Split Period-Delimited Nodes To JSON Object

I have many string entries (this are namespace/class trees) that look like the following:

appsystem
appsystem.applications
appsystem.applications.APPactivities
appsystem.applications.APPmanager
appsystem.applications.APPmodels
appsystem.applications.MAPmanager
appsystem.applications.MAPmanager.maphub
appsystem.applications.MAPmanager.mapmanager
appsystem.applications.pagealertsmanager
appsystem.authentication
appsystem.authentication.manager
appsystem.authentication.manager.encryptionmanager
appsystem.authentication.manager.sso
appsystem.authentication.manager.tokenmanager

But, I need the final output to be like:

{
    "name": "appsystem",
    "children": [
        {
        "name": "applications",
        "children": [
            {"name": "APPactivities"},
            {"name": "APPmanager"},
            {"name": "APPmodels"},
            {"name": "MAPmanager",
                "children": [
                    {"name": "maphub"},
                    {"name": "mapmanager"}

                ]},
            {"name": "pagealertsmanager"}   
            ]
        },
        {
        "name": "authentication",
        "children": [
            {"name": "manager",
                "children": [
                    {"name": "encryptionmanager"},
                    {"name": "sso"},
                    {"name": "tokenmanager"}
                ]}
            ]
        }
    ]
}

The total nodes can be any number.

I am assuming I am going to need recursion but I am at a loss on where even to begin.

This builds up nested lists, PowerShell ConvertTo-JSON flattens the outer list.
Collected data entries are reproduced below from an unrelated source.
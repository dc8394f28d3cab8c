//! Schema authoring and resolver compilation.
//!
//! A [`SchemaDefinition`] lists object types and their fields, each field bound to nothing
//! (passthrough), a constant or a [`remote::Remote`] expression. [`StepGenerator`] turns it into
//! a [`CompiledSchema`]: one immutable [`Step`] per field, shared by every execution.

mod compiled;
mod definition;
mod error;
mod generator;
mod ids;
mod scalar;
mod step;
mod type_ref;

pub use compiled::{CompiledArgument, CompiledField, CompiledObject, CompiledSchema};
pub use definition::{
    ArgumentDefinition, Binding, FieldDefinition, ObjectDefinition, SchemaDefinition, SchemaDefinitionBuilder,
};
pub use error::CompileError;
pub use generator::StepGenerator;
pub use ids::ObjectId;
pub use scalar::ScalarType;
pub use step::{Shape, ShapeKind, Step, StepKind};
pub use type_ref::{BaseType, TypeRef, TypeRefError};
You can change the $Line in $s to $line in (Get-Content input.txt) .

But I think this does it:

$s = @'
appsystem
appsystem.applications
appsystem.applications.APPactivities
appsystem.applications.APPmanager
appsystem.applications.APPmodels
appsystem.applications.MAPmanager
appsystem.applications.MAPmanager.maphub
appsystem.applications.MAPmanager.mapmanager
appsystem.applications.pagealertsmanager
appsystem.authentication
appsystem.authentication.manager
appsystem.authentication.manager.encryptionmanager
appsystem.authentication.manager.sso
appsystem.authentication.manager.tokenmanager
'@ -split "`r`n"

$TreeRoot = New-Object System.Collections.ArrayList

foreach ($Line in $s) {

    $CurrentDepth = $TreeRoot

    $RemainingChunks = $Line.Split('.')
    while ($RemainingChunks)
    {

        # If there is a dictionary at this depth then use it, otherwise create one.
        $Item = $CurrentDepth | Where-Object {$_.name -eq $RemainingChunks[0]}
        if (-not $Item)
        {
            $Item = @{name=$RemainingChunks[0]}
            $null = $CurrentDepth.Add($Item)
        }

        # If there will be child nodes, look for a 'children' node, or create one.
        if ($RemainingChunks.Count -gt 1)
        {
            if (-not $Item.ContainsKey('children'))
            {
                $Item['children'] = New-Object System.Collections.ArrayList
            }

            $CurrentDepth = $Item['children']
        }

        $RemainingChunks = $RemainingChunks[1..$RemainingChunks.Count]
    }
}

$TreeRoot | ConvertTo-Json -Depth 1000

Edit: It's too slow? I tried some random pausing profiling and found (not too surprisingly) that it's the inner nested loop, which searches children arrays for matching child nodes, which is being hit too many times.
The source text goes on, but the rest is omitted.